We take her to a large hospital where many people travel from out of state to come. Have heard wonderful things so feel comfortable with them at this point.

Last edited on 4/18/2012

Last edited on 4/18/2012

~Formerly known as Danny~

pepes mom1334778295.295192 PostsRegistered 7/21/2005SW PA

erblst: when the labs came back indicating Cushings, the vet gave us information/options about the disease. 3 of the vet techs said that if Buster was their dog, there would be no way in Hades that they would use that drug on him. All indicated that Lysodren was a rough drug, in that you had to be extremely vigilant about watching for side effects.
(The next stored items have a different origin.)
//! Record indicator blinker.
//!
//! Runs on its own thread for one recording session.  It polls the shared
//! [`RecordingFlag`] after every half period and exits within one interval of
//! the flag clearing.  There is no separate cancel call: clearing the flag is
//! the cancellation.
//!
//! Whatever way the loop ends, including a panic in an output write, the
//! indicator is driven low before the thread finishes.

use std::sync::Arc;
use std::thread::JoinHandle;
use std::time::Duration;

use crate::gpio::{Indicator, IndicatorOutputs, Level};

use super::state::RecordingFlag;

pub struct BlinkWorker {
    handle: JoinHandle<()>,
}

impl BlinkWorker {
    pub fn spawn(
        flag: RecordingFlag,
        outputs: Arc<dyn IndicatorOutputs>,
        indicator: Indicator,
        interval: Duration,
    ) -> std::io::Result<Self> {
        let handle = std::thread::Builder::new()
            .name("record-blink".into())
            .spawn(move || blink(&flag, outputs, indicator, interval))?;
        Ok(Self { handle })
    }

    /// Wait for the loop to notice the cleared flag and exit.
    pub fn join(self) {
        if self.handle.join().is_err() {
            log::error!("blink: worker panicked");
        }
    }
}

/// Forces the indicator low when dropped.
struct ForceLow {
    outputs: Arc<dyn IndicatorOutputs>,
    indicator: Indicator,
}

impl Drop for ForceLow {
    fn drop(&mut self) {
        if let Err(e) = self.outputs.set(self.indicator, Level::Low) {
            log::warn!("blink: could not clear {} indicator: {e}", self.indicator.label());
        }
    }
}

fn blink(
    flag: &RecordingFlag,
    outputs: Arc<dyn IndicatorOutputs>,
    indicator: Indicator,
    interval: Duration,
) {
    let guard = ForceLow { outputs, indicator };

    while flag.get() {
        write(&guard, Level::High);
        std::thread::sleep(interval);
        if !flag.get() {
            break;
        }
        write(&guard, Level::Low);
        std::thread::sleep(interval);
    }
}

fn write(guard: &ForceLow, level: Level) {
    if let Err(e) = guard.outputs.set(guard.indicator, level) {
        log::warn!("blink: {e}");
    }
}
//! In-memory indicator outputs that log every change.
//!
//! Used by the keyboard bench backend, where there are no lights to drive,
//! and by tests, which inspect [`LoggedIndicators::level`] and
//! [`LoggedIndicators::history`].

use std::sync::{Mutex, MutexGuard};

use super::{GpioError, Indicator, IndicatorOutputs, Level};

#[derive(Debug, Default)]
pub struct LoggedIndicators {
    inner: Mutex<Inner>,
}

#[derive(Debug, Default)]
struct Inner {
    levels: [Level; 3],
    /// Every write, including ones that did not change the level.
    history: Vec<(Indicator, Level)>,
}

impl LoggedIndicators {
    pub fn new() -> Self {
        Self::default()
    }

    pub fn level(&self, indicator: Indicator) -> Level {
        self.lock().levels[indicator.index()]
    }

    pub fn history(&self) -> Vec<(Indicator, Level)> {
        self.lock().history.clone()
    }

    /// Writes to `indicator` recorded so far.
    pub fn writes_to(&self, indicator: Indicator) -> Vec<Level> {
        self.lock()
            .history
            .iter()
            .filter(|(i, _)| *i == indicator)
            .map(|(_, l)| *l)
            .collect()
    }

    fn lock(&self) -> MutexGuard<'_, Inner> {
        self.inner.lock().unwrap_or_else(|e| e.into_inner())
    }
}

impl IndicatorOutputs for LoggedIndicators {
    fn set(&self, indicator: Indicator, level: Level) -> Result<(), GpioError> {
        let mut inner = self.lock();
        let slot = &mut inner.levels[indicator.index()];
        if *slot != level {
            log::info!("indicator: {} -> {:?}", indicator.label(), level);
        }
        *slot = level;
        inner.history.push((indicator, level));
        Ok(())
    }
}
I am a nurse who no longer practices, due to having horrible back injuries. Even though I am home all day, every day, and I have a wealth of medical knowledge, I was extremely bothered by this medication. I didn't have the heart to put Buster through it. My husband and I made the decision to try the Anipryl and see where that went. Buster's labs did not change, but he was symptomatically improved, and appeared much more comfortable. We purchased our Anipryl from Entirelypets dot com

Don't quite know how to answer your question of what kind of dog Buster was. He looked to be a mix of doxie, corgi, sheltie and golden. One time when the pizza man delivered our dinner, he squatted down next to Buster and asked why we, his parents, didn't purchase the rest of his legs. Buster had a normal sized body on tiny little doxie/corgi legs. He was a very unique dog.

I will say, with hindsight being 20/20, I wouldn't change a thing about our choice in treating Buster with Anipryl. We made the best choice for our dog.

~ Pepe's Mom ~

I'm cool toned. Yellow foundations make me look jaundiced. That is NOT the look I am going for.